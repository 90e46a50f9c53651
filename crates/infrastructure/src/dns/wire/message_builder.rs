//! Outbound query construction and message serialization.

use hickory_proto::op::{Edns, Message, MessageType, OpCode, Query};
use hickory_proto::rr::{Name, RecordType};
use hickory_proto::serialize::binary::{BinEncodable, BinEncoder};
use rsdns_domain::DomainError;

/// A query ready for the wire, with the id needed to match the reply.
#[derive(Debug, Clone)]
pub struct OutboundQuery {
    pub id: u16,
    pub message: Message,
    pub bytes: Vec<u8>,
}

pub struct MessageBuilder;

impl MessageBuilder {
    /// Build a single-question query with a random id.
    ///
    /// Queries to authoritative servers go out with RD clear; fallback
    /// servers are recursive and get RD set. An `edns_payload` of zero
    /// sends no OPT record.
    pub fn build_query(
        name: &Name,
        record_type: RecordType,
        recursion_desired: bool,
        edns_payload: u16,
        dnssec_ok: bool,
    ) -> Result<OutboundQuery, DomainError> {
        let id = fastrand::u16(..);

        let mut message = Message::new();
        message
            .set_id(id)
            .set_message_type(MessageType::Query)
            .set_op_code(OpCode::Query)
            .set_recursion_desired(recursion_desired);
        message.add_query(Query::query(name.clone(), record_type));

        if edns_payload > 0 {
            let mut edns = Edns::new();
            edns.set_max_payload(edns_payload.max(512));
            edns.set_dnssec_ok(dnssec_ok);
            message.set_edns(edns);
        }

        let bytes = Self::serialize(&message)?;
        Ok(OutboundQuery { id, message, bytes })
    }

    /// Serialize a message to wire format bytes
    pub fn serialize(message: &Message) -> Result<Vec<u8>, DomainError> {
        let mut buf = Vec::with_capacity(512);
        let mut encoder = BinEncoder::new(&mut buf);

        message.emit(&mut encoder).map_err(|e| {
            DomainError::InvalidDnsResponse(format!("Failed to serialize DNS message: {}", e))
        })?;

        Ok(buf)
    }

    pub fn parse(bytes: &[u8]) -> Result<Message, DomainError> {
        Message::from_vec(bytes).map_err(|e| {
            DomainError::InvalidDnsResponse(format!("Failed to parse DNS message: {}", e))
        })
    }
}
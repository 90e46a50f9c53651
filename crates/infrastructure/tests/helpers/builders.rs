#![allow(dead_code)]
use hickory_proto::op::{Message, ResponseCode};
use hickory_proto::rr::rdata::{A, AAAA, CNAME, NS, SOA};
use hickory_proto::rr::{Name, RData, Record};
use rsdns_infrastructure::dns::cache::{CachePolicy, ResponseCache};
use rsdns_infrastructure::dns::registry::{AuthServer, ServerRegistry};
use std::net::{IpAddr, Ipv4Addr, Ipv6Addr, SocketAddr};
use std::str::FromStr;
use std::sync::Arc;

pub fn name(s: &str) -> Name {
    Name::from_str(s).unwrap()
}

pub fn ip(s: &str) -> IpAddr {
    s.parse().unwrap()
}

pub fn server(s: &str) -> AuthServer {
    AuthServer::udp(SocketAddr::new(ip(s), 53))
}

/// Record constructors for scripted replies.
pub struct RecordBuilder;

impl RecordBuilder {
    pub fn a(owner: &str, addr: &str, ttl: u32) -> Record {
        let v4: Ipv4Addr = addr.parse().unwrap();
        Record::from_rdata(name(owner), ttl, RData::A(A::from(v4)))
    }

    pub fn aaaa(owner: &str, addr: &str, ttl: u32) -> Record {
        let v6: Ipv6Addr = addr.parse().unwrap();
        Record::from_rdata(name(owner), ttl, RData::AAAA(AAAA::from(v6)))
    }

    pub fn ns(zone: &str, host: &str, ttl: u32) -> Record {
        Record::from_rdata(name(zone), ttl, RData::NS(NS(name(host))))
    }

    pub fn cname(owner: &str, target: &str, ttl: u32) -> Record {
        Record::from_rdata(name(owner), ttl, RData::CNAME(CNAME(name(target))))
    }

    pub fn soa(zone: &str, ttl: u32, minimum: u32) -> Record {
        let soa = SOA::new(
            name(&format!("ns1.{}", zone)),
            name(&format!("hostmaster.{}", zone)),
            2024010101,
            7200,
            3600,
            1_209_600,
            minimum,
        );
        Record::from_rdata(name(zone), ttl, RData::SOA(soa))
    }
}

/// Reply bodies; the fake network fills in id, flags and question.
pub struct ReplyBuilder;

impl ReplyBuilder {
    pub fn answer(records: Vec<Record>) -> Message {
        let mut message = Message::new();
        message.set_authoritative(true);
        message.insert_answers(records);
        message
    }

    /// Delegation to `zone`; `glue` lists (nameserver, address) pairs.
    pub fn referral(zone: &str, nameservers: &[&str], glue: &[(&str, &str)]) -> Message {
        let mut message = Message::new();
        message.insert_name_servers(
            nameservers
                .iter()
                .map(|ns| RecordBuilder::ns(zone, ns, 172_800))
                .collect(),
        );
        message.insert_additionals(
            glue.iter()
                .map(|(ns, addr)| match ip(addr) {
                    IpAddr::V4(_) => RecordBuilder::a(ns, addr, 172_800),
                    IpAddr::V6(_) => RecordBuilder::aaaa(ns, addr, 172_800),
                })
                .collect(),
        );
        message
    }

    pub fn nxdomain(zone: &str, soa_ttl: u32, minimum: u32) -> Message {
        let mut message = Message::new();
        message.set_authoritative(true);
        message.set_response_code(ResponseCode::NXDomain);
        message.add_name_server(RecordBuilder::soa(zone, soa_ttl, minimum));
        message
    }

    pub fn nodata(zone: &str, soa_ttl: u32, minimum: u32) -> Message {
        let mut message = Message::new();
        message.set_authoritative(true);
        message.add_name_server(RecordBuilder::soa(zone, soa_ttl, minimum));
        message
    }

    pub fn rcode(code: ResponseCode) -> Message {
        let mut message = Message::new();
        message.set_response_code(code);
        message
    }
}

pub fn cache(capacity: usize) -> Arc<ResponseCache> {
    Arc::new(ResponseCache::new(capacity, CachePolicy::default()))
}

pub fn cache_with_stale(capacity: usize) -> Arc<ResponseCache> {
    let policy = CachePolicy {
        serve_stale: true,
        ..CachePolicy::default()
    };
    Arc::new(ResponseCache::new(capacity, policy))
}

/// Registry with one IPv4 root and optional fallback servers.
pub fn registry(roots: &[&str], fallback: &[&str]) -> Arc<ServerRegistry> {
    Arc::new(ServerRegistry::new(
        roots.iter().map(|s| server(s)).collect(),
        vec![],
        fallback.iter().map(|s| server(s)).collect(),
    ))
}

+ + + + +

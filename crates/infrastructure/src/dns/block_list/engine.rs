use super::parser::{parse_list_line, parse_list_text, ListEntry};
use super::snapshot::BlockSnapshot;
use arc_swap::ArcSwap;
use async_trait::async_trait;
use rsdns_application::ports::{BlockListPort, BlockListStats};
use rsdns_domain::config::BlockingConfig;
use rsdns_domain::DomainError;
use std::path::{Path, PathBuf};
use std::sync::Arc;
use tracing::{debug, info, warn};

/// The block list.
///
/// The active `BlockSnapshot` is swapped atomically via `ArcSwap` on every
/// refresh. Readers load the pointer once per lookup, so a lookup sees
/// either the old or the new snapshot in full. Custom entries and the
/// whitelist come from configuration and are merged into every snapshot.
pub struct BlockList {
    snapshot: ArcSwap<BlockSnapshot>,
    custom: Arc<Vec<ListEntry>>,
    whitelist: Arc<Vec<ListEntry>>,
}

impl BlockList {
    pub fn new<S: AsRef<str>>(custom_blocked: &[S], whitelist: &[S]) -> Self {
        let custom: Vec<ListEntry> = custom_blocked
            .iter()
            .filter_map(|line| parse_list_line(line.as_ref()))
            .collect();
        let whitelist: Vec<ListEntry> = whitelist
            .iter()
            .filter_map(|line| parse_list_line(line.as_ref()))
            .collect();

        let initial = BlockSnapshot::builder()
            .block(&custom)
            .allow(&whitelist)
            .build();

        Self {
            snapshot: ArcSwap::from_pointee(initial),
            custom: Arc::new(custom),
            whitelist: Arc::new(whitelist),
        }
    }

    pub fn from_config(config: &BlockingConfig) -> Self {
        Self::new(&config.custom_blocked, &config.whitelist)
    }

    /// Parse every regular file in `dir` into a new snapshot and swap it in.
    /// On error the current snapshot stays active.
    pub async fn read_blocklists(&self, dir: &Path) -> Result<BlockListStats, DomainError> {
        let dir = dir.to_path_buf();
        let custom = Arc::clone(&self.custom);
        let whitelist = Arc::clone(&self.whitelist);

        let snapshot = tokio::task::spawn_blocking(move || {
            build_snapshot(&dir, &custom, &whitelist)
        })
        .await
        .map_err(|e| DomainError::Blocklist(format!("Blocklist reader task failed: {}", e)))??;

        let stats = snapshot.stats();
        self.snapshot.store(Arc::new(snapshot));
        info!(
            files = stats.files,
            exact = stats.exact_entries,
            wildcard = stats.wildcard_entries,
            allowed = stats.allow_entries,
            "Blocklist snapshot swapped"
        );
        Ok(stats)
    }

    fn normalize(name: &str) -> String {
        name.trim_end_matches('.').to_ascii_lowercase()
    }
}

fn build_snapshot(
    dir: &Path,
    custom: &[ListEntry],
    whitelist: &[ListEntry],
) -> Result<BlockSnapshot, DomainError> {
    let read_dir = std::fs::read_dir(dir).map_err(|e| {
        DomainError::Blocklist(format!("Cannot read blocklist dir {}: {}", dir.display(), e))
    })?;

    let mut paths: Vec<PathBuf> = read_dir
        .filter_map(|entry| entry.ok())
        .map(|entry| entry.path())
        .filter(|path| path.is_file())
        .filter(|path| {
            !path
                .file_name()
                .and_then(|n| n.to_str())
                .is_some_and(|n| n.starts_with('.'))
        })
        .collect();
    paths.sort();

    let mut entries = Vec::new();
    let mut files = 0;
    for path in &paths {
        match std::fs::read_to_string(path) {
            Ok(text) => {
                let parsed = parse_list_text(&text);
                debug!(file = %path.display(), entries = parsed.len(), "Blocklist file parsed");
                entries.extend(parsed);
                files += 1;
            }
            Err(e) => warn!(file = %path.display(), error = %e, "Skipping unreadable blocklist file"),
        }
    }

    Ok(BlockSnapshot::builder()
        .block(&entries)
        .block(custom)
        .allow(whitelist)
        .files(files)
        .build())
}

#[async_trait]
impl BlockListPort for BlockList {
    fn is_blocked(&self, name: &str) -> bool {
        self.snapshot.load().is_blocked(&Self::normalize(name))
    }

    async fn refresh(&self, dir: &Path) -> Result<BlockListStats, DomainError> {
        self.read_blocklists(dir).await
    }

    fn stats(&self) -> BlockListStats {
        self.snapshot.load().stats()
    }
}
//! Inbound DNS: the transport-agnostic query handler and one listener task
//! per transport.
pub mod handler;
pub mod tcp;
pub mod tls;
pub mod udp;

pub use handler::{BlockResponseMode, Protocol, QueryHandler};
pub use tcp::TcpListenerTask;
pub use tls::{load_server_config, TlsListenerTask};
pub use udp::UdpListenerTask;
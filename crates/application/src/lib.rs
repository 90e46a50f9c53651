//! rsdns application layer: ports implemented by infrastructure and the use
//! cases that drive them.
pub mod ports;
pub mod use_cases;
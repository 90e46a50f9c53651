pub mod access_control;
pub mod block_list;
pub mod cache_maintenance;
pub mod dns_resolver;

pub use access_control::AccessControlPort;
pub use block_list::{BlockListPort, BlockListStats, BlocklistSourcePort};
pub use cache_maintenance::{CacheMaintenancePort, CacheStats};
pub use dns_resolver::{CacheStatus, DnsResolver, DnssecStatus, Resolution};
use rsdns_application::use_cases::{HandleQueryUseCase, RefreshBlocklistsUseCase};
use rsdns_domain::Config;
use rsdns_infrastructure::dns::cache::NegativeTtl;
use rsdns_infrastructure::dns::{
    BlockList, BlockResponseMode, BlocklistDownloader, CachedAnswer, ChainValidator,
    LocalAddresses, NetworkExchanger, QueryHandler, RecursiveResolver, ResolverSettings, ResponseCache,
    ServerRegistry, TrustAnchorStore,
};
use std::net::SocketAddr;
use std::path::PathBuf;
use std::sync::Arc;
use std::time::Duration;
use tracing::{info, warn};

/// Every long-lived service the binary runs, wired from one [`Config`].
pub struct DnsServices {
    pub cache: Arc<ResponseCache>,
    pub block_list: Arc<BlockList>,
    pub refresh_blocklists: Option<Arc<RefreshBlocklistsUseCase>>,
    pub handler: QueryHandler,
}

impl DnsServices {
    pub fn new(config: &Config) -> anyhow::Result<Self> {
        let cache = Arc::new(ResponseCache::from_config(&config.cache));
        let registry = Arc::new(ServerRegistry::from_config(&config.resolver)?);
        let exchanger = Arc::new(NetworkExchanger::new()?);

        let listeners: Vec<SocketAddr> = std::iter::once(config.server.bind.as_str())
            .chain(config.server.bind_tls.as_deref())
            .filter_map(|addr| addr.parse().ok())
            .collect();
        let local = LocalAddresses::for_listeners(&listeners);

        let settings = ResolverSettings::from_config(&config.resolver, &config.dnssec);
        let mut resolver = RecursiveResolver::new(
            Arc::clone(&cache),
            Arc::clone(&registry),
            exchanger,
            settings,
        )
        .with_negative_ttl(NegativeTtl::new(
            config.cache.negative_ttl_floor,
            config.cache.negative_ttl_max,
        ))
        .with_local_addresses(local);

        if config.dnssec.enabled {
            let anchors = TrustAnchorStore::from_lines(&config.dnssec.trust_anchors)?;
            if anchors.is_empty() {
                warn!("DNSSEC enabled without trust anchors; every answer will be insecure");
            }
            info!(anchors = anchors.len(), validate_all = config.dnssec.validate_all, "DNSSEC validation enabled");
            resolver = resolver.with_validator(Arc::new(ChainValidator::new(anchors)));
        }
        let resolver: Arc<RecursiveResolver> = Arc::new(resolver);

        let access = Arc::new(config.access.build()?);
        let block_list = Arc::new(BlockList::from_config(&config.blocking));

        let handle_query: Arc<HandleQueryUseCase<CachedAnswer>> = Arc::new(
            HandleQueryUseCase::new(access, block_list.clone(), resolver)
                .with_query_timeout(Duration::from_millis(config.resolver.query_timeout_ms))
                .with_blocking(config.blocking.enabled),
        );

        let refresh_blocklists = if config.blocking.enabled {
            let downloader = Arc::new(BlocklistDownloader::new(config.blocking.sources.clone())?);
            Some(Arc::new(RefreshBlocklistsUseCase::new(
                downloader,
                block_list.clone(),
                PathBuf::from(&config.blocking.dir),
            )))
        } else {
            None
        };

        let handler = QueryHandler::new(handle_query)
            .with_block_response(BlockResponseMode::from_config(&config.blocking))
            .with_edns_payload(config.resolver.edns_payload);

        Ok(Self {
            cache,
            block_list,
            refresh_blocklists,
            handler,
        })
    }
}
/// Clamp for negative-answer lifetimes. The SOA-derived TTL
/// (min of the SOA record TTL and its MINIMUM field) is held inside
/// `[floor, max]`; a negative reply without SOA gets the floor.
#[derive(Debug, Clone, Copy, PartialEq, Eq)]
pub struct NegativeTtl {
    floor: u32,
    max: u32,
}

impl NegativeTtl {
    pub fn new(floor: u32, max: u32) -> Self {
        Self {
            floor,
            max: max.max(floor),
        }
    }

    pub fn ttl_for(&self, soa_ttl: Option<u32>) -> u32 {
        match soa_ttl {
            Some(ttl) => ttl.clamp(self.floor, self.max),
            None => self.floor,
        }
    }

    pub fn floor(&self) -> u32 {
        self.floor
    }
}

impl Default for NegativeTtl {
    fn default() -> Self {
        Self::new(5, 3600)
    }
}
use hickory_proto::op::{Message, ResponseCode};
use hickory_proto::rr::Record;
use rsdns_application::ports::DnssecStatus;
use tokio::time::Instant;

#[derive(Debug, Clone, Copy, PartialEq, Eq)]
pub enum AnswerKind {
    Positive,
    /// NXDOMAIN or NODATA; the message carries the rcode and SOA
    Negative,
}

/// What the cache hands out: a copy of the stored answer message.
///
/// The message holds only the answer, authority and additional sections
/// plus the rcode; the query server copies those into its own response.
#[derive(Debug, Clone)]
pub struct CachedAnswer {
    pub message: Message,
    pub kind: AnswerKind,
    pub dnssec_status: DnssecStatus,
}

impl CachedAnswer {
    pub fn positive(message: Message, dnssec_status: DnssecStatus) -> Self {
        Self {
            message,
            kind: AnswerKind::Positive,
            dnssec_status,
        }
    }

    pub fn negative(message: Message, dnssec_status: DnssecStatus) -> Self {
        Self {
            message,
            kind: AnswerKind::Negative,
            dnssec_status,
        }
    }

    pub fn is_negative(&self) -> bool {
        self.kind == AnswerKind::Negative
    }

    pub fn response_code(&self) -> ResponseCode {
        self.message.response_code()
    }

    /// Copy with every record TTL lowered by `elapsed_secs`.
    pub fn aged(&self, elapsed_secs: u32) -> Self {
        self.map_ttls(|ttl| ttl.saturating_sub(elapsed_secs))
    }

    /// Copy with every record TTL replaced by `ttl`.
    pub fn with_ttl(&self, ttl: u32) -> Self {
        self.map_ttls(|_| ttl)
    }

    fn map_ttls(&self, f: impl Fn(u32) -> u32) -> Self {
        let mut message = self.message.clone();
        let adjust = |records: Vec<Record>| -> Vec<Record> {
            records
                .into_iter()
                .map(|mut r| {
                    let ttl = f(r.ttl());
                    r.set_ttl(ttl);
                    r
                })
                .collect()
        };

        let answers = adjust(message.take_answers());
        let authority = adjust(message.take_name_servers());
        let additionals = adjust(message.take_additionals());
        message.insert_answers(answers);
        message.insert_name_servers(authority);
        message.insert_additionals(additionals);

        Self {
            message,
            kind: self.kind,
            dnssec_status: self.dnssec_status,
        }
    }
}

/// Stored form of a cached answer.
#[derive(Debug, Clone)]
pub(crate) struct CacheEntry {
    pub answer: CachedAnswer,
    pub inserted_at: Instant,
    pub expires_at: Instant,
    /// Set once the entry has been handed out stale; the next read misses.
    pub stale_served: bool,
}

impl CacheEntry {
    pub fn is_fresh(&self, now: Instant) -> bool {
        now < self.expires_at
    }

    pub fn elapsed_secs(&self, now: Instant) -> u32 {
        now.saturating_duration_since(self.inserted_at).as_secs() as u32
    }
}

+ + + + +

## Work task
Bring together every line in the entries that holds the string "QueryHandler".

## Response area
pub use handler::{BlockResponseMode, Protocol, QueryHandler};
    LocalAddresses, NetworkExchanger, QueryHandler, RecursiveResolver, ResolverSettings, ResponseCache,
    pub handler: QueryHandler,
        let handler = QueryHandler::new(handle_query)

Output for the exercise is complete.